Happy Nurse1 comes in with the drugs finally. She has me read my name off the labels. I do so off the ABVD's and off the lable for Zofran and Dexamethasone!

Dex. is a Corticosteroid with anti-nausea capabilities (among other uses) and Zofran is an anti-nausea drug specifically designed for chemo treatment. Absolutly positive I was not given those during my first treatment. I'm so annoyed they could "F" that up but what can I do now? Nada.

They give me my test bleomycin sample. This is the "B", an antibiotic. Many people have an allergic reaction so they test for it during the first two treatments. If you have an allergy to it they give you massive amounts of benadryl in an attempt to "trick" your body. It's a critical drug - no replacement. I pass again.

I get two of the drugs injected by the nurse slowly over about 10minutes. The third is done mechanically for 15minutes. The fourth is an hour. I would hate to do this with no support. Thank God for Dani.

The fourth one hurts after awhile. It's a lot of stuff they pump into you. It's also the drug doing it's thing. Unfortunately, a little pain over time and during this procedure, seems to hurt more than it should. Maybe because you know it will happen every time?

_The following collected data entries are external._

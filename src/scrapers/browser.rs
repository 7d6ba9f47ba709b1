//! Browser-backed render gateway.
//!
//! Uses chromiumoxide (CDP) to fetch JavaScript-rendered listing and detail
//! pages, applying a configurable sequence of wait/scroll triggers so lazily
//! loaded content materializes before the DOM is captured.

use std::time::Duration;

use async_trait::async_trait;
use serde::{Deserialize, Serialize};

#[cfg(feature = "browser")]
use std::sync::Arc;

#[cfg(feature = "browser")]
use chromiumoxide::cdp::browser_protocol::network::{
    EnableParams, EventResponseReceived, ResourceType, SetUserAgentOverrideParams,
};
#[cfg(feature = "browser")]
use chromiumoxide::cdp::browser_protocol::page::NavigateParams;
#[cfg(feature = "browser")]
use chromiumoxide::{Browser, BrowserConfig, Page};
#[cfg(feature = "browser")]
use futures::StreamExt;
#[cfg(feature = "browser")]
use tokio::sync::Mutex;
#[cfg(feature = "browser")]
use tracing::{debug, info, warn};

use crate::error::HarvestError;
#[cfg(feature = "browser")]
use crate::scrapers::politeness::pick_identity;

/// Render gateway configuration.
#[derive(Debug, Clone, PartialEq, Serialize, Deserialize)]
pub struct RenderConfig {
    /// Run in headless mode (default: true).
    #[serde(default = "default_headless")]
    pub headless: bool,

    /// Navigation timeout in seconds.
    #[serde(default = "default_timeout")]
    pub timeout_secs: u64,

    /// Wait for this CSS selector before considering the page loaded.
    #[serde(default = "default_wait_for_selector")]
    pub wait_for_selector: Option<String>,

    /// Number of scroll-to-bottom passes to trigger lazy content.
    #[serde(default = "default_scroll_passes")]
    pub scroll_passes: u32,

    /// Pause after each scroll pass, in milliseconds.
    #[serde(default = "default_scroll_pause_ms")]
    pub scroll_pause_ms: u64,

    /// Additional Chrome arguments.
    #[serde(default)]
    pub chrome_args: Vec<String>,

    /// Remote Chrome DevTools URL (e.g., "ws://localhost:9222").
    /// If set, connects to an existing browser instead of launching one.
    #[serde(default)]
    pub remote_url: Option<String>,

    /// Proxy server URL passed to the browser.
    #[serde(default)]
    pub proxy: Option<String>,
}

impl Default for RenderConfig {
    fn default() -> Self {
        Self {
            headless: default_headless(),
            timeout_secs: default_timeout(),
            wait_for_selector: default_wait_for_selector(),
            scroll_passes: default_scroll_passes(),
            scroll_pause_ms: default_scroll_pause_ms(),
            chrome_args: Vec::new(),
            remote_url: None,
            proxy: None,
        }
    }
}

fn default_headless() -> bool {
    true
}

fn default_timeout() -> u64 {
    60
}

fn default_wait_for_selector() -> Option<String> {
    Some("ul.collection-results li".to_string())
}

fn default_scroll_passes() -> u32 {
    3
}

fn default_scroll_pause_ms() -> u64 {
    2000
}

/// One step in the post-navigation wait sequence.
#[derive(Debug, Clone, PartialEq, Eq)]
pub enum WaitTrigger {
    /// Wait until the selector matches (or the timeout passes).
    Selector(String),
    /// Scroll to the bottom of the document.
    ScrollToBottom,
    /// Pause for the given number of milliseconds.
    Sleep(u64),
}

impl RenderConfig {
    pub fn timeout(&self) -> Duration {
        Duration::from_secs(self.timeout_secs)
    }

    /// The trigger sequence applied after navigation: optional selector
    /// wait, then scroll/pause passes to force lazy content to load.
    pub fn triggers(&self) -> Vec<WaitTrigger> {
        let mut triggers = Vec::new();
        if let Some(ref selector) = self.wait_for_selector {
            triggers.push(WaitTrigger::Selector(selector.clone()));
        }
        for _ in 0..self.scroll_passes {
            triggers.push(WaitTrigger::ScrollToBottom);
            triggers.push(WaitTrigger::Sleep(self.scroll_pause_ms));
        }
        triggers
    }
}

/// A rendered page as captured from the browser.
#[derive(Debug, Clone)]
pub struct RenderedPage {
    pub url: String,
    pub final_url: String,
    pub status: u16,
    pub html: String,
}

/// Render gateway abstraction, implemented by the browser fetcher and by
/// test fakes.
#[async_trait]
pub trait PageRenderer: Send {
    async fn render(&mut self, url: &str) -> Result<RenderedPage, HarvestError>;
}

/// Browser-backed renderer.
#[cfg(feature = "browser")]
pub struct BrowserRenderer {
    config: RenderConfig,
    identity_pool: Vec<String>,
    browser: Option<Arc<Mutex<Browser>>>,
}

#[cfg(feature = "browser")]
impl BrowserRenderer {
    /// Common Chrome executable paths to check.
    const CHROME_PATHS: &'static [&'static str] = &[
        // Linux
        "/usr/bin/google-chrome",
        "/usr/bin/google-chrome-stable",
        "/usr/bin/chromium",
        "/usr/bin/chromium-browser",
        "/snap/bin/chromium",
        // macOS
        "/Applications/Google Chrome.app/Contents/MacOS/Google Chrome",
        "/Applications/Chromium.app/Contents/MacOS/Chromium",
        // Common install locations
        "/opt/google/chrome/google-chrome",
    ];

    pub fn new(config: RenderConfig, identity_pool: Vec<String>) -> Self {
        Self {
            config,
            identity_pool,
            browser: None,
        }
    }

    fn find_chrome() -> Result<std::path::PathBuf, HarvestError> {
        for path in Self::CHROME_PATHS {
            let p = std::path::Path::new(path);
            if p.exists() {
                info!("Found Chrome at: {}", path);
                return Ok(p.to_path_buf());
            }
        }

        for cmd in &[
            "google-chrome",
            "google-chrome-stable",
            "chromium",
            "chromium-browser",
        ] {
            if let Ok(output) = std::process::Command::new("which").arg(cmd).output() {
                if output.status.success() {
                    let path = String::from_utf8_lossy(&output.stdout).trim().to_string();
                    if !path.is_empty() {
                        info!("Found Chrome in PATH: {}", path);
                        return Ok(std::path::PathBuf::from(path));
                    }
                }
            }
        }

        Err(HarvestError::Configuration(
            "Chrome/Chromium not found; install it or set browser.remote_url".to_string(),
        ))
    }

    /// Launch or connect to the browser if not already running.
    async fn ensure_browser(&mut self) -> Result<(), HarvestError> {
        if self.browser.is_some() {
            return Ok(());
        }

        if let Some(remote_url) = self.config.remote_url.clone() {
            return self.connect_remote(&remote_url).await;
        }

        info!("Launching browser (headless={})", self.config.headless);

        let chrome_path = Self::find_chrome()?;
        let mut builder = BrowserConfig::builder().chrome_executable(chrome_path);

        // with_head means NOT headless, confusingly
        if !self.config.headless {
            builder = builder.with_head();
        }

        if let Some(ref proxy) = self.config.proxy {
            builder = builder.arg(format!("--proxy-server={}", proxy));
        }

        builder = builder
            .arg("--disable-blink-features=AutomationControlled")
            .arg("--disable-infobars")
            .arg("--disable-dev-shm-usage")
            .arg("--no-first-run")
            .arg("--no-default-browser-check")
            .arg("--disable-background-networking")
            .arg("--disable-sync")
            .arg("--no-sandbox")
            .arg("--disable-gpu");

        for arg in &self.config.chrome_args {
            builder = builder.arg(arg);
        }

        let config = builder
            .build()
            .map_err(|e| HarvestError::Render(format!("browser config: {}", e)))?;

        let (browser, mut handler) = Browser::launch(config)
            .await
            .map_err(|e| HarvestError::Render(format!("browser launch: {}", e)))?;

        tokio::spawn(async move {
            while let Some(h) = handler.next().await {
                if h.is_err() {
                    break;
                }
            }
        });

        self.browser = Some(Arc::new(Mutex::new(browser)));
        Ok(())
    }

    /// Connect to a remote Chrome instance.
    async fn connect_remote(&mut self, url: &str) -> Result<(), HarvestError> {
        info!("Connecting to remote browser at {}", url);

        let http_url = url
            .replace("ws://", "http://")
            .replace("wss://", "https://");
        let version_url = format!("{}/json/version", http_url.trim_end_matches('/'));

        let client = reqwest::Client::new();
        let resp: serde_json::Value = client
            .get(&version_url)
            .send()
            .await
            .map_err(|e| HarvestError::Render(format!("remote browser: {}", e)))?
            .json()
            .await
            .map_err(|e| HarvestError::Render(format!("remote browser version: {}", e)))?;

        let ws_url = resp
            .get("webSocketDebuggerUrl")
            .and_then(|v| v.as_str())
            .ok_or_else(|| {
                HarvestError::Render("no webSocketDebuggerUrl in version response".to_string())
            })?;

        let (browser, mut handler) = Browser::connect(ws_url)
            .await
            .map_err(|e| HarvestError::Render(format!("remote browser connect: {}", e)))?;

        tokio::spawn(async move {
            while let Some(h) = handler.next().await {
                if h.is_err() {
                    break;
                }
            }
        });

        self.browser = Some(Arc::new(Mutex::new(browser)));
        Ok(())
    }

    async fn apply_trigger(&self, page: &Page, trigger: &WaitTrigger) {
        match trigger {
            WaitTrigger::Selector(selector) => {
                debug!("Waiting for selector: {}", selector);
                match tokio::time::timeout(self.config.timeout(), page.find_element(selector))
                    .await
                {
                    Ok(Ok(_)) => debug!("Selector found"),
                    Ok(Err(e)) => warn!("Selector not found: {}", e),
                    Err(_) => warn!("Timeout waiting for selector {}", selector),
                }
            }
            WaitTrigger::ScrollToBottom => {
                if let Err(e) = page
                    .evaluate("window.scrollTo(0, document.body.scrollHeight)".to_string())
                    .await
                {
                    debug!("Scroll trigger skipped: {}", e);
                }
            }
            WaitTrigger::Sleep(ms) => {
                tokio::time::sleep(Duration::from_millis(*ms)).await;
            }
        }
    }

    /// Close the browser.
    pub async fn close(&mut self) {
        self.browser = None;
    }
}

#[cfg(feature = "browser")]
#[async_trait]
impl PageRenderer for BrowserRenderer {
    async fn render(&mut self, url: &str) -> Result<RenderedPage, HarvestError> {
        self.ensure_browser().await?;

        let browser = self
            .browser
            .as_ref()
            .expect("browser just ensured")
            .lock()
            .await;
        let page = browser
            .new_page("about:blank")
            .await
            .map_err(|e| HarvestError::Render(format!("new page: {}", e)))?;

        let user_agent = pick_identity(&self.identity_pool);
        page.execute(SetUserAgentOverrideParams::new(user_agent))
            .await
            .map_err(|e| HarvestError::Render(format!("user agent override: {}", e)))?;

        // Subscribe before navigating so the document response is buffered.
        page.execute(EnableParams::default())
            .await
            .map_err(|e| HarvestError::Render(format!("network enable: {}", e)))?;
        let mut responses = page
            .event_listener::<EventResponseReceived>()
            .await
            .map_err(|e| HarvestError::Render(format!("response listener: {}", e)))?;

        let nav_params = NavigateParams::builder()
            .url(url)
            .build()
            .map_err(|e| HarvestError::Render(format!("invalid URL: {}", e)))?;

        let nav_timeout = self.config.timeout();
        match tokio::time::timeout(nav_timeout, page.execute(nav_params)).await {
            Ok(Ok(_)) => {}
            Ok(Err(e)) => {
                let _ = page.close().await;
                return Err(HarvestError::Render(format!("navigation: {}", e)));
            }
            Err(_) => {
                let _ = page.close().await;
                return Err(HarvestError::RenderTimeout(nav_timeout));
            }
        }

        // Wait for the document to be ready before applying triggers.
        let ready_script = r#"
            new Promise((resolve) => {
                if (document.readyState === 'complete' || document.readyState === 'interactive') {
                    resolve(document.readyState);
                } else {
                    document.addEventListener('DOMContentLoaded', () => resolve(document.readyState));
                    setTimeout(() => resolve('timeout'), 10000);
                }
            })
        "#;
        match tokio::time::timeout(nav_timeout, page.evaluate(ready_script.to_string())).await {
            Ok(Ok(result)) => {
                let state: String = result
                    .into_value()
                    .unwrap_or_else(|_| "unknown".to_string());
                debug!("Page ready state: {}", state);
            }
            Ok(Err(e)) => {
                // Can fail on non-HTML pages (PDFs) - not critical.
                debug!("Could not check ready state: {}", e);
            }
            Err(_) => {
                let _ = page.close().await;
                return Err(HarvestError::RenderTimeout(nav_timeout));
            }
        }

        // Pull the main document's HTTP status out of the buffered
        // network events. Subresource responses are skipped.
        let mut status: u16 = 200;
        for _ in 0..64 {
            match tokio::time::timeout(Duration::from_millis(250), responses.next()).await {
                Ok(Some(event)) => {
                    if event.r#type == ResourceType::Document {
                        status = event.response.status as u16;
                        break;
                    }
                }
                _ => break,
            }
        }
        drop(responses);

        for trigger in self.config.triggers() {
            self.apply_trigger(&page, &trigger).await;
        }

        let final_url = page
            .url()
            .await
            .ok()
            .flatten()
            .unwrap_or_else(|| url.to_string());

        let html = page
            .content()
            .await
            .map_err(|e| HarvestError::Render(format!("content: {}", e)))?;

        // Close the page to prevent tab accumulation.
        let _ = page.close().await;

        Ok(RenderedPage {
            url: url.to_string(),
            final_url,
            // 200 when no document response event was observed; callers
            // also apply blocked-body detection.
            status,
            html,
        })
    }
}

// Stub for when browser feature is disabled.
#[cfg(not(feature = "browser"))]
pub struct BrowserRenderer {
    #[allow(dead_code)]
    config: RenderConfig,
}

#[cfg(not(feature = "browser"))]
impl BrowserRenderer {
    pub fn new(config: RenderConfig, _identity_pool: Vec<String>) -> Self {
        Self { config }
    }

    pub async fn close(&mut self) {}
}

#[cfg(not(feature = "browser"))]
#[async_trait]
impl PageRenderer for BrowserRenderer {
    async fn render(&mut self, _url: &str) -> Result<RenderedPage, HarvestError> {
        Err(HarvestError::Render(
            "browser support not compiled; rebuild with: cargo build --features browser"
                .to_string(),
        ))
    }
}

The worst thing was how long we were there. Maybe 6 hours. They brought me food. I ate some to be polite?????????

Why do Hospitals feed sick people such crap? It's almost surreal.

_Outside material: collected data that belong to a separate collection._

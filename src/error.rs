//! Error taxonomy for the harvest pipeline.

use std::time::Duration;

use thiserror::Error;

/// Errors that can occur while harvesting the catalog.
///
/// Only `Configuration` aborts a run; everything else is scoped to a single
/// listing page or detail URL and recorded rather than propagated.
#[derive(Debug, Error)]
pub enum HarvestError {
    /// Invalid or missing configuration. Fatal, raised before any fetch.
    #[error("configuration error: {0}")]
    Configuration(String),

    /// Browser navigation did not finish within the timeout. Retryable.
    #[error("render timed out after {0:?}")]
    RenderTimeout(Duration),

    /// Browser-side failure that is not a timeout.
    #[error("render failed: {0}")]
    Render(String),

    /// Backoff and proxy rotation exhausted for one URL. Terminal per URL.
    #[error("blocked fetching {url} after {attempts} attempts (last status {last_status:?})")]
    Blocked {
        url: String,
        attempts: u32,
        last_status: Option<u16>,
    },

    /// Listing page has no results container. Signals end of pagination
    /// for the current year, never aborts the run.
    #[error("results container not found in listing page")]
    NoResults,

    /// Detail response was neither a PDF nor HTML.
    #[error("unrecognized content type: {0}")]
    UnrecognizedContentType(String),

    #[error(transparent)]
    Http(#[from] reqwest::Error),

    #[error(transparent)]
    Io(#[from] std::io::Error),

    #[error(transparent)]
    Csv(#[from] csv::Error),
}

impl HarvestError {
    /// True for failures the caller may retry on the same URL.
    pub fn is_retryable(&self) -> bool {
        matches!(self, Self::RenderTimeout(_))
    }

    /// True for failures that must abort the whole run.
    pub fn is_fatal(&self) -> bool {
        matches!(self, Self::Configuration(_))
    }
}

#[cfg(test)]
mod tests {
    use super::*;

    #[test]
    fn test_retryable_classification() {
        assert!(HarvestError::RenderTimeout(Duration::from_secs(60)).is_retryable());
        assert!(!HarvestError::NoResults.is_retryable());
        assert!(!HarvestError::Configuration("bad".into()).is_retryable());
    }

    #[test]
    fn test_fatal_classification() {
        assert!(HarvestError::Configuration("empty year feed".into()).is_fatal());
        assert!(!HarvestError::Blocked {
            url: "https://example.com".into(),
            attempts: 3,
            last_status: Some(429),
        }
        .is_fatal());
    }
}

From now on, we will pack food just in case.

So we leave. No chills. No shaking, no vomitting. We go home and eat. Dani's work place is very liberal. She works from home now so she can take care of me and keep me company. She worries so much. I love here so.

I think that might be it for 12/5. I'm tired as hell but wide awake. Time for some drinks.........I hope. Don't really have an "appetite" for alcohol. That's one of the worst side effects. ;) Get nauseas easily if I drink too soon after chemo. I think I might be usual. Goodnight.